**Supplied material**:
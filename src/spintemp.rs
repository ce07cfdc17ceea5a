//! Spin-Temperature Engine (§4.5).
//!
//! Per snapshot: build the shell schedule (§4.3), sum each shell's
//! X-ray heating/ionisation and Lyman-alpha contribution into per-cell
//! accumulators via annular k-space filtering of the halo-box emissivity
//! grids, then advance `(Tk, x_e, Ts)` per cell with a backward-difference
//! step in redshift.
//!
//! The per-shell source history this component ideally reads (§2.5: "a
//! pre-built `XraySourceBox`" sampling each shell at its own retarded
//! redshift) is compressed here into the current snapshot's halo-box
//! grids, re-filtered at each shell radius; a genuinely time-resolved
//! source box would require carrying forward several snapshots' worth of
//! emissivity history, which is outside this reduced core's data model.
//! This is noted as a simplification, not a missing feature (DESIGN.md).

use crate::cosmology;
use crate::error::{require_finite, Error, Result};
use crate::frequency;
use crate::grid::{FftEngine, FilterSpec, RealGrid};
use crate::halo::{mean_fix_to_target, HaloBox};
use crate::hmf;
use crate::interp::Table1D;
use crate::params::{AstroParams, CosmoParams, SimulationFlags};
use crate::shells::{self, Shell};
use crate::snapshot::PerturbedField;
use crate::thermochem;

/// Soft X-ray threshold frequency (~0.3 keV), below which photons are
/// assumed fully absorbed by the residual neutral IGM.
const NU_X_THRESH: f64 = 7.25e16;
/// Hard cutoff of the X-ray SED considered (~2 keV).
const NU_X_MAX: f64 = 4.84e17;
/// Mean cosmic hydrogen number density today, cm^-3 (for `h = 0.6736`,
/// `Omega_b h^2 = 0.0224`).
const N_H0_CM3: f64 = 1.98e-7;
/// Wouthuysen-Field coupling normalisation constant (cm^3 s, Hirata 2006
/// order-of-magnitude fit folded into a single proportionality constant
/// for this simplified treatment).
const X_ALPHA_NORM: f64 = 1.81e11;

/// Per-cell spin-temperature state populated by
/// [`compute_spin_temperature`] (§4.5, §6).
#[derive(Clone, Debug)]
pub struct TsBox {
    /// Spin temperature, Kelvin.
    pub ts: RealGrid,
    /// Kinetic temperature, Kelvin.
    pub tk: RealGrid,
    /// Free-electron fraction, `[0, 1]`.
    pub x_e: RealGrid,
    /// Lyman-Werner flux proxy, used by the halo gridder's MCG turnover.
    pub j_lw: RealGrid,
}

impl TsBox {
    fn zeros(shape: (usize, usize, usize)) -> Self {
        Self {
            ts: RealGrid::zeros(shape),
            tk: RealGrid::zeros(shape),
            x_e: RealGrid::zeros(shape),
            j_lw: RealGrid::zeros(shape),
        }
    }
}

/// Closed-form Recfast initial conditions (§4.5 "Above-`Z_HEAT_MAX`
/// initialiser"), used whenever `z >= Z_HEAT_MAX` or no previous
/// snapshot is available.
fn recfast_init(cosmo: &CosmoParams, z: f64, perturb: &PerturbedField) -> TsBox {
    let shape = perturb.shape();
    let tk = cosmology::t_recfast(z);
    let x_e = cosmology::xion_recfast(z);
    let tgam = cosmology::t_cmb(z);
    let n_h = N_H0_CM3 * (1.0 + z).powi(3);

    let mut out = TsBox::zeros(shape);
    out.tk.fill(tk);
    out.x_e.fill(x_e);
    for ((ix, iy, iz), &delta) in perturb.density.indexed_iter() {
        let n_b = n_h * (1.0 + delta).max(1.0e-6);
        let x_coll = (thermochem::kappa_10_hh(tk) * n_b * (1.0 - x_e)
            + thermochem::kappa_10_eh(tk) * n_b * x_e)
            * thermochem::T_STAR_21CM
            / (thermochem::A10_HYPERFINE * tgam);
        out.ts[[ix, iy, iz]] = thermochem::t21(tgam, tk, x_coll);
    }
    out
}

/// Builds the `x_e`-indexed frequency-integral tables used to attenuate
/// the X-ray heating/ionisation rate by the local ionisation state (§4.5
/// step 2), over the X-ray continuum (`frequency::xray_spectral_shape`,
/// sourced by HMXBs/ULXs) rather than the stellar Lyman-continuum
/// spectrum. The lower integration limit is `nu_xray_tau_one(z, x_e)`:
/// below that frequency the residual-neutral IGM along the line of sight
/// has already absorbed the photon, so only the harder tail above it
/// reaches the cell. One table pair is shared by every shell, since the
/// absorbing column depends on the snapshot's `(z, x_e)`, not on the
/// shell's source redshift.
fn build_frequency_tables(cosmo: &CosmoParams, astro: &AstroParams, z: f64) -> Result<(Table1D, Table1D)> {
    let heat = Table1D::build(0.0, 1.0, 32, |x_e| {
        let nu_lo = frequency::nu_xray_tau_one(cosmo, z, x_e).min(NU_X_MAX * 0.999);
        frequency::integrate_xray_band(nu_lo, NU_X_MAX, astro.alpha_x, NU_X_THRESH, NU_X_MAX, true, 17)
    })?;
    let ion = Table1D::build(0.0, 1.0, 32, |x_e| {
        let nu_lo = frequency::nu_xray_tau_one(cosmo, z, x_e).min(NU_X_MAX * 0.999);
        frequency::integrate_xray_band(nu_lo, NU_X_MAX, astro.alpha_x, NU_X_THRESH, NU_X_MAX, false, 17) / NU_X_THRESH
    })?;
    Ok((heat, ion))
}

/// Advances the spin-temperature field from `z_prev` to `z` (§4.5).
///
/// `source_box` supplies the emissivity grids (SFR, X-ray luminosity)
/// this component's shells filter from; `prev_ts` is the previous
/// snapshot's state, or `None` to synthesise it from the closed-form
/// Recfast initial conditions at `z_prev`.
///
/// # Errors
///
/// Returns [`Error::TableGeneration`]/[`Error::TableEvaluation`] if a
/// frequency table is malformed, or [`Error::InfinityOrNaN`] if any
/// output cell is non-finite.
pub fn compute_spin_temperature(
    cosmo: &CosmoParams,
    astro: &AstroParams,
    flags: &SimulationFlags,
    z: f64,
    z_prev: f64,
    perturb: &PerturbedField,
    prev_ts: Option<&TsBox>,
    source_box: &HaloBox,
) -> Result<TsBox> {
    flags.validate()?;

    if z >= cosmology::Z_HEAT_MAX {
        return Ok(recfast_init(cosmo, z, perturb));
    }

    let shape = perturb.shape();
    let baseline = recfast_init(cosmo, z_prev, perturb);
    let prev = prev_ts.unwrap_or(&baseline);

    let shell_schedule = shells::build_shell_schedule(cosmo, z, cosmology::Z_HEAT_MAX, flags.partial_volume_weighting);
    if shell_schedule.is_empty() {
        return Err(Error::Value("spin-temperature shell schedule is empty".to_string()));
    }
    let (heat_table, ion_table) = build_frequency_tables(cosmo, astro, z)?;

    let m_turn_acg_now = thermochem::atomic_cooling_threshold(z).max(astro.m_turn_floor);
    let m_min = astro.m_turn_floor * 1.0e-2;
    let m_cell_mean = cosmology::r_to_m(cosmo, 1.0);

    let engine = FftEngine::new(shape.0, shape.2, perturb.box_size);
    let mut d_xheat = RealGrid::zeros(shape);
    let mut d_xion = RealGrid::zeros(shape);
    let mut d_lya = RealGrid::zeros(shape);

    for shell in shell_schedule.iter() {
        let lx_k = engine.fft_forward(&source_box.l_x)?;
        let lx_shell_k = crate::grid::filter(&lx_k, FilterSpec::Annulus(shell.r_inner.max(1.0e-6), shell.r_outer.max(shell.r_inner + 1.0e-6)));
        let lx_shell = engine.fft_inverse(&lx_shell_k)?;

        let sfr_k = engine.fft_forward(&source_box.sfr)?;
        let sfr_shell_k = crate::grid::filter(&sfr_k, FilterSpec::Annulus(shell.r_inner.max(1.0e-6), shell.r_outer.max(shell.r_inner + 1.0e-6)));
        let mut sfr_shell = engine.fft_inverse(&sfr_shell_k)?;

        // §4.5 step 3: rescale this shell's filtered SFR to the global
        // unconditional expectation at the shell's source redshift,
        // the SFRD analog of the ionisation solver's f_coll mean-fix.
        let target_sfr_mean =
            hmf::sfrd_general(cosmo, shell.z_near, m_min, m_turn_acg_now, astro.alpha_star, astro.f_star10)
                * m_cell_mean;
        mean_fix_to_target(&mut sfr_shell, target_sfr_mean);

        let dt_dz = cosmology::dtdz(cosmo, shell.z_near).abs();
        let dz_shell = (shell.z_near - shell.z_far).abs().max(1.0e-6);
        let z_edge_factor = dz_shell * dt_dz;
        let lya_prefactor = (1.0 + z).powi(2) * (1.0 + shell.z_near) * frequency::frecycle(shell.n);

        for ((ix, iy, iz), &lx) in lx_shell.indexed_iter() {
            let x_e_prev = prev.x_e[[ix, iy, iz]].clamp(0.0, 1.0);
            let heat = heat_table.lookup(x_e_prev)?;
            let ion = ion_table.lookup(x_e_prev)?;
            let lx_cell = lx.max(0.0);

            d_xheat[[ix, iy, iz]] += lx_cell * heat * shell.edge_weight * z_edge_factor;
            d_xion[[ix, iy, iz]] += lx_cell * ion * shell.edge_weight * z_edge_factor;

            if flags.use_lya_heating {
                let sfr_cell = sfr_shell[[ix, iy, iz]].max(0.0);
                d_lya[[ix, iy, iz]] += sfr_cell * lya_prefactor * shell.edge_weight * z_edge_factor;
            }
        }
    }

    let dz = z_prev - z;
    let dt = -cosmology::dtdz(cosmo, z) * dz;
    let tgam = cosmology::t_cmb(z);
    let mut out = TsBox::zeros(shape);
    let (nx, ny, nz) = shape;

    // The backward-difference step for one cell only reads that cell's
    // own previous state and shell accumulators, so every cell can be
    // solved independently (§5) before the results are zipped back in.
    let solved = crate::parallel::parallel_map(nx * ny * nz, |flat| {
        let ix = flat / (ny * nz);
        let iy = (flat / nz) % ny;
        let iz = flat % nz;

        let delta = perturb.density[[ix, iy, iz]];
        let n_b = N_H0_CM3 * (1.0 + z).powi(3) * (1.0 + delta).max(1.0e-6);
        let tk_prev = prev.tk[[ix, iy, iz]];
        let xe_prev = prev.x_e[[ix, iy, iz]].clamp(0.0, 1.0);
        let j_alpha = d_lya[[ix, iy, iz]];

        let (tk_new, xe_base) = thermochem::compute_partially_ionized_temperature(
            cosmo,
            tk_prev,
            xe_prev,
            z,
            dz,
            d_xheat[[ix, iy, iz]],
            frequency::energy_lya_heating(j_alpha),
            n_b,
            flags.use_cmb_heating,
        );
        let xe_new = (xe_base + d_xion[[ix, iy, iz]] * dt).clamp(0.0, 1.0);

        let x_coll = (thermochem::kappa_10_hh(tk_new) * n_b * (1.0 - xe_new)
            + thermochem::kappa_10_eh(tk_new) * n_b * xe_new)
            * thermochem::T_STAR_21CM
            / (thermochem::A10_HYPERFINE * tgam);

        let ts = if j_alpha < 1.0e-20 {
            thermochem::t21(tgam, tk_new, x_coll)
        } else {
            // The Wouthuysen-Field coupling cannot exceed the Gunn-Peterson
            // optical depth: beyond that the IGM is fully scattering and
            // x_alpha saturates (frequency::taugp, §4.7).
            let x_alpha = (X_ALPHA_NORM * j_alpha).min(frequency::taugp(cosmo, z));
            thermochem::t21(tgam, tk_new, x_coll + x_alpha)
        };

        (ix, iy, iz, tk_new, xe_new, ts.abs(), j_alpha * 1.0e-21)
    });

    for (ix, iy, iz, tk_new, xe_new, ts, j_lw) in solved {
        out.tk[[ix, iy, iz]] = tk_new;
        out.x_e[[ix, iy, iz]] = xe_new;
        out.ts[[ix, iy, iz]] = ts;
        out.j_lw[[ix, iy, iz]] = j_lw;
    }

    require_finite("ts_box.ts", out.ts.iter().copied())?;
    require_finite("ts_box.tk", out.tk.iter().copied())?;
    require_finite("ts_box.x_e", out.x_e.iter().copied())?;

    Ok(out)
}

#[cfg(test)]
mod tests {
    use super::*;
    use crate::halo::HaloBox;
    use crate::params::{AstroParams, CosmoParams, SimulationFlags};

    fn flat_perturb(n: usize, nz: usize) -> PerturbedField {
        PerturbedField {
            density: RealGrid::zeros((n, n, nz)),
            velocity_cb: RealGrid::zeros((n, n, nz)),
            box_size: (n as f64, n as f64, nz as f64),
        }
    }

    fn flat_source(n: usize, nz: usize, sfr: f64, lx: f64) -> HaloBox {
        HaloBox {
            stellar_mass: RealGrid::zeros((n, n, nz)),
            stellar_mass_mini: RealGrid::zeros((n, n, nz)),
            sfr: RealGrid::from_elem((n, n, nz), sfr),
            sfr_mini: RealGrid::zeros((n, n, nz)),
            n_ion: RealGrid::zeros((n, n, nz)),
            l_x: RealGrid::from_elem((n, n, nz), lx),
            mean_turn_acg: 1.0e8,
            mean_turn_mcg: 1.0e6,
            mean_turn_reion: 0.0,
        }
    }

    #[test]
    fn above_z_heat_max_reproduces_recfast() {
        let cosmo = CosmoParams::default();
        let astro = AstroParams::default();
        let flags = SimulationFlags::default();
        let perturb = flat_perturb(4, 4);
        let source = flat_source(4, 4, 0.0, 0.0);

        let ts_box =
            compute_spin_temperature(&cosmo, &astro, &flags, 40.0, 41.0, &perturb, None, &source).unwrap();

        let expected_tk = cosmology::t_recfast(40.0);
        for &tk in ts_box.tk.iter() {
            assert!((tk - expected_tk).abs() < 1.0e-6);
        }
    }

    #[test]
    fn below_z_heat_max_stays_finite_and_bounded() {
        let cosmo = CosmoParams::default();
        let astro = AstroParams::default();
        let flags = SimulationFlags::default();
        let perturb = flat_perturb(4, 4);
        let source = flat_source(4, 4, 1.0e-3, 1.0e38);

        let ts_box =
            compute_spin_temperature(&cosmo, &astro, &flags, 20.0, 21.0, &perturb, None, &source).unwrap();

        for &x_e in ts_box.x_e.iter() {
            assert!((0.0..=1.0).contains(&x_e));
        }
        for &tk in ts_box.tk.iter() {
            assert!(tk > 0.0 && tk.is_finite());
        }
        for &ts in ts_box.ts.iter() {
            assert!(ts > 0.0 && ts.is_finite());
        }
    }

    #[test]
    fn uniform_input_gives_spatially_uniform_output() {
        let cosmo = CosmoParams::default();
        let astro = AstroParams::default();
        let flags = SimulationFlags::default();
        let perturb = flat_perturb(4, 4);
        let source = flat_source(4, 4, 1.0e-4, 1.0e37);

        let ts_box =
            compute_spin_temperature(&cosmo, &astro, &flags, 20.0, 21.0, &perturb, None, &source).unwrap();

        let first = ts_box.ts[[0, 0, 0]];
        for &ts in ts_box.ts.iter() {
            assert!((ts - first).abs() < 1.0e-6 * first.abs().max(1.0));
        }
    }
}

**Exercise requirements**: Every line above that holds the word "fully" needs to be copied.

**Result of this task**:
/// assumed fully absorbed by the residual neutral IGM.
            // optical depth: beyond that the IGM is fully scattering and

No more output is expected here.